■ **Record excerpts**:
+++
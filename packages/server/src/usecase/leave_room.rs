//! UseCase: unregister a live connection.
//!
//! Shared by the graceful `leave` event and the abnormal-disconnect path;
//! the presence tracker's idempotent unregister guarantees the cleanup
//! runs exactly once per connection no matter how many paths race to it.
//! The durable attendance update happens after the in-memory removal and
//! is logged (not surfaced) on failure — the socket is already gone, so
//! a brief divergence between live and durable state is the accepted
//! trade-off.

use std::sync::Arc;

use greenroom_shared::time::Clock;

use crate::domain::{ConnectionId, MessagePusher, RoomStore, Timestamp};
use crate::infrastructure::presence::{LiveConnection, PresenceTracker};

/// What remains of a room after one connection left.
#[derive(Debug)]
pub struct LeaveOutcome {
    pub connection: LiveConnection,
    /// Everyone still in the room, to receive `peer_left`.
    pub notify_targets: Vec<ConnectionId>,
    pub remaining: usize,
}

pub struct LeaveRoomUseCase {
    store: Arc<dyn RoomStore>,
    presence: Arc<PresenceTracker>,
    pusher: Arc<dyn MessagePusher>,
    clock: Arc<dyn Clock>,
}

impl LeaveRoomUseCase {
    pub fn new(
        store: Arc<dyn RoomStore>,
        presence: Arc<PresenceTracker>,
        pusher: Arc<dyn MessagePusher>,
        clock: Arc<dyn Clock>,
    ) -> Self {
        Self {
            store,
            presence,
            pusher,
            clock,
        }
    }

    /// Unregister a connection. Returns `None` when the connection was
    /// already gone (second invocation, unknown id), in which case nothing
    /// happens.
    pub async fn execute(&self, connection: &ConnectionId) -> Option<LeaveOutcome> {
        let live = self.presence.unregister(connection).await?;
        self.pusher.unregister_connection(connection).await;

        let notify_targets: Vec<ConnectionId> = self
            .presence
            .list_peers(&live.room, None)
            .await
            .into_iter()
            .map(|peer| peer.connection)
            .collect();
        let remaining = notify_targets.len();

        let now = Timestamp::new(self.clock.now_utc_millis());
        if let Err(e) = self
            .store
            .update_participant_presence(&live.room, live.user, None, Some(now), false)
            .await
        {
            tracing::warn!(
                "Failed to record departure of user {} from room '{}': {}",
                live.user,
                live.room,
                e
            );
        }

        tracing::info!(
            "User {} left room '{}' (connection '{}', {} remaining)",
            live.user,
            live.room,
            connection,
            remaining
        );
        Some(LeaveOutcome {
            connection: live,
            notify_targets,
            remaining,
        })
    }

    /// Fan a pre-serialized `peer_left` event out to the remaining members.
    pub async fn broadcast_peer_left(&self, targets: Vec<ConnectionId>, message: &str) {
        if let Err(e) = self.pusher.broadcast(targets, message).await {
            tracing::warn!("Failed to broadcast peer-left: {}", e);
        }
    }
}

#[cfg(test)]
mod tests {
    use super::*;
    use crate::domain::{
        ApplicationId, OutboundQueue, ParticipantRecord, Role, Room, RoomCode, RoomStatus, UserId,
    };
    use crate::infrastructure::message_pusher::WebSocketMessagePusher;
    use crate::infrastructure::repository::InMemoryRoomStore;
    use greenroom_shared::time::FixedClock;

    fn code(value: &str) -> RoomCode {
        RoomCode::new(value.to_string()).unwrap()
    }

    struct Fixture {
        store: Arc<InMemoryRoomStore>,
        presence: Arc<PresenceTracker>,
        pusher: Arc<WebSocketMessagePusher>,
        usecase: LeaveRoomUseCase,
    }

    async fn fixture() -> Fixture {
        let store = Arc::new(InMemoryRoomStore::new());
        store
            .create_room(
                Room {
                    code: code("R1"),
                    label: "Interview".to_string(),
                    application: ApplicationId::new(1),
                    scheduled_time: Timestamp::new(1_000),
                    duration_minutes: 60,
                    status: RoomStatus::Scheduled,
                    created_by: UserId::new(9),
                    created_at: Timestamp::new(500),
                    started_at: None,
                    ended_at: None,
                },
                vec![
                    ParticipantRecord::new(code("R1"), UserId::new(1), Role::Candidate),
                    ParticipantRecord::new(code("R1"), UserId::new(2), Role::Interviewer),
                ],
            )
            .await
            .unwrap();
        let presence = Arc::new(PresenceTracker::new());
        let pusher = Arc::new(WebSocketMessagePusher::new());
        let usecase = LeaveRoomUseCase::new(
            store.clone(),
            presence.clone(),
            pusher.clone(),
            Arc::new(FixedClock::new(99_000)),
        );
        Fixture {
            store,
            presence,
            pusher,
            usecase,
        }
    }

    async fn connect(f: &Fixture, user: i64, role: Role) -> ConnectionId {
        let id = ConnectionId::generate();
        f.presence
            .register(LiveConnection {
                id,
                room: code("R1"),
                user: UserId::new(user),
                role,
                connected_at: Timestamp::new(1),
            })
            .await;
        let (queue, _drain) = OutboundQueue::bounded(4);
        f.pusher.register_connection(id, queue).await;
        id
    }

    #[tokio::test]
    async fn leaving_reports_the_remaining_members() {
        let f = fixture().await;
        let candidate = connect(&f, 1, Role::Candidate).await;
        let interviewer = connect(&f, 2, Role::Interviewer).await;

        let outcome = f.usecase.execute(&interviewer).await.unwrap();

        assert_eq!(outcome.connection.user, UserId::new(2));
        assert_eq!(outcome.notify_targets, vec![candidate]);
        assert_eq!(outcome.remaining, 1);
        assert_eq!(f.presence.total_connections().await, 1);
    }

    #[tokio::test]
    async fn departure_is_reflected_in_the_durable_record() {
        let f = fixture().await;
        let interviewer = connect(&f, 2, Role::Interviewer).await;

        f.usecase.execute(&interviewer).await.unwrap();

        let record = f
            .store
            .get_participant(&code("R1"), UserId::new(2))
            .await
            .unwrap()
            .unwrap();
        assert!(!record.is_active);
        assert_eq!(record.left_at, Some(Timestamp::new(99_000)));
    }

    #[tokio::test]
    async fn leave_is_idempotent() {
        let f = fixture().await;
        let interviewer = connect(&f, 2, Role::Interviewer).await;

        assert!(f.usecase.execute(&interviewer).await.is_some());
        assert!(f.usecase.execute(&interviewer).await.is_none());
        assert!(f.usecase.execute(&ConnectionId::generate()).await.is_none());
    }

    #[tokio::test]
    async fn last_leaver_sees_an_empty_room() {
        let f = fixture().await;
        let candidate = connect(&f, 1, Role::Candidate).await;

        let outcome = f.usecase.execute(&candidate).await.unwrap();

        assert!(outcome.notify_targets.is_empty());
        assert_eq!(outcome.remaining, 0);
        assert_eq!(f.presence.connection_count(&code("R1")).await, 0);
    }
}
+++
■ **Task to complete**: Please output the entire listing exactly as it stands.

■ **Reply to the task**:
filename packages/server/src/usecase/leave_room.rs
//! UseCase: unregister a live connection.
//!
//! Shared by the graceful `leave` event and the abnormal-disconnect path;
//! the presence tracker's idempotent unregister guarantees the cleanup
//! runs exactly once per connection no matter how many paths race to it.
//! The durable attendance update happens after the in-memory removal and
//! is logged (not surfaced) on failure — the socket is already gone, so
//! a brief divergence between live and durable state is the accepted
//! trade-off.

use std::sync::Arc;

use greenroom_shared::time::Clock;

use crate::domain::{ConnectionId, MessagePusher, RoomStore, Timestamp};
use crate::infrastructure::presence::{LiveConnection, PresenceTracker};

/// What remains of a room after one connection left.
#[derive(Debug)]
pub struct LeaveOutcome {
    pub connection: LiveConnection,
    /// Everyone still in the room, to receive `peer_left`.
    pub notify_targets: Vec<ConnectionId>,
    pub remaining: usize,
}

pub struct LeaveRoomUseCase {
    store: Arc<dyn RoomStore>,
    presence: Arc<PresenceTracker>,
    pusher: Arc<dyn MessagePusher>,
    clock: Arc<dyn Clock>,
}

impl LeaveRoomUseCase {
    pub fn new(
        store: Arc<dyn RoomStore>,
        presence: Arc<PresenceTracker>,
        pusher: Arc<dyn MessagePusher>,
        clock: Arc<dyn Clock>,
    ) -> Self {
        Self {
            store,
            presence,
            pusher,
            clock,
        }
    }

    /// Unregister a connection. Returns `None` when the connection was
    /// already gone (second invocation, unknown id), in which case nothing
    /// happens.
    pub async fn execute(&self, connection: &ConnectionId) -> Option<LeaveOutcome> {
        let live = self.presence.unregister(connection).await?;
        self.pusher.unregister_connection(connection).await;

        let notify_targets: Vec<ConnectionId> = self
            .presence
            .list_peers(&live.room, None)
            .await
            .into_iter()
            .map(|peer| peer.connection)
            .collect();
        let remaining = notify_targets.len();

        let now = Timestamp::new(self.clock.now_utc_millis());
        if let Err(e) = self
            .store
            .update_participant_presence(&live.room, live.user, None, Some(now), false)
            .await
        {
            tracing::warn!(
                "Failed to record departure of user {} from room '{}': {}",
                live.user,
                live.room,
                e
            );
        }

        tracing::info!(
            "User {} left room '{}' (connection '{}', {} remaining)",
            live.user,
            live.room,
            connection,
            remaining
        );
        Some(LeaveOutcome {
            connection: live,
            notify_targets,
            remaining,
        })
    }

    /// Fan a pre-serialized `peer_left` event out to the remaining members.
    pub async fn broadcast_peer_left(&self, targets: Vec<ConnectionId>, message: &str) {
        if let Err(e) = self.pusher.broadcast(targets, message).await {
            tracing::warn!("Failed to broadcast peer-left: {}", e);
        }
    }
}

#[cfg(test)]
mod tests {
    use super::*;
    use crate::domain::{
        ApplicationId, OutboundQueue, ParticipantRecord, Role, Room, RoomCode, RoomStatus, UserId,
    };
    use crate::infrastructure::message_pusher::WebSocketMessagePusher;
    use crate::infrastructure::repository::InMemoryRoomStore;
    use greenroom_shared::time::FixedClock;

    fn code(value: &str) -> RoomCode {
        RoomCode::new(value.to_string()).unwrap()
    }

    struct Fixture {
        store: Arc<InMemoryRoomStore>,
        presence: Arc<PresenceTracker>,
        pusher: Arc<WebSocketMessagePusher>,
        usecase: LeaveRoomUseCase,
    }

    async fn fixture() -> Fixture {
        let store = Arc::new(InMemoryRoomStore::new());
        store
            .create_room(
                Room {
                    code: code("R1"),
                    label: "Interview".to_string(),
                    application: ApplicationId::new(1),
                    scheduled_time: Timestamp::new(1_000),
                    duration_minutes: 60,
                    status: RoomStatus::Scheduled,
                    created_by: UserId::new(9),
                    created_at: Timestamp::new(500),
                    started_at: None,
                    ended_at: None,
                },
                vec![
                    ParticipantRecord::new(code("R1"), UserId::new(1), Role::Candidate),
                    ParticipantRecord::new(code("R1"), UserId::new(2), Role::Interviewer),
                ],
            )
            .await
            .unwrap();
        let presence = Arc::new(PresenceTracker::new());
        let pusher = Arc::new(WebSocketMessagePusher::new());
        let usecase = LeaveRoomUseCase::new(
            store.clone(),
            presence.clone(),
            pusher.clone(),
            Arc::new(FixedClock::new(99_000)),
        );
        Fixture {
            store,
            presence,
            pusher,
            usecase,
        }
    }

    async fn connect(f: &Fixture, user: i64, role: Role) -> ConnectionId {
        let id = ConnectionId::generate();
        f.presence
            .register(LiveConnection {
                id,
                room: code("R1"),
                user: UserId::new(user),
                role,
                connected_at: Timestamp::new(1),
            })
            .await;
        let (queue, _drain) = OutboundQueue::bounded(4);
        f.pusher.register_connection(id, queue).await;
        id
    }

    #[tokio::test]
    async fn leaving_reports_the_remaining_members() {
        let f = fixture().await;
        let candidate = connect(&f, 1, Role::Candidate).await;
        let interviewer = connect(&f, 2, Role::Interviewer).await;

        let outcome = f.usecase.execute(&interviewer).await.unwrap();

        assert_eq!(outcome.connection.user, UserId::new(2));
        assert_eq!(outcome.notify_targets, vec![candidate]);
        assert_eq!(outcome.remaining, 1);
        assert_eq!(f.presence.total_connections().await, 1);
    }

    #[tokio::test]
    async fn departure_is_reflected_in_the_durable_record() {
        let f = fixture().await;
        let interviewer = connect(&f, 2, Role::Interviewer).await;

        f.usecase.execute(&interviewer).await.unwrap();

        let record = f
            .store
            .get_participant(&code("R1"), UserId::new(2))
            .await
            .unwrap()
            .unwrap();
        assert!(!record.is_active);
        assert_eq!(record.left_at, Some(Timestamp::new(99_000)));
    }

    #[tokio::test]
    async fn leave_is_idempotent() {
        let f = fixture().await;
        let interviewer = connect(&f, 2, Role::Interviewer).await;

        assert!(f.usecase.execute(&interviewer).await.is_some());
        assert!(f.usecase.execute(&interviewer).await.is_none());
        assert!(f.usecase.execute(&ConnectionId::generate()).await.is_none());
    }

    #[tokio::test]
    async fn last_leaver_sees_an_empty_room() {
        let f = fixture().await;
        let candidate = connect(&f, 1, Role::Candidate).await;

        let outcome = f.usecase.execute(&candidate).await.unwrap();

        assert!(outcome.notify_targets.is_empty());
        assert_eq!(outcome.remaining, 0);
        assert_eq!(f.presence.connection_count(&code("R1")).await, 0);
    }
}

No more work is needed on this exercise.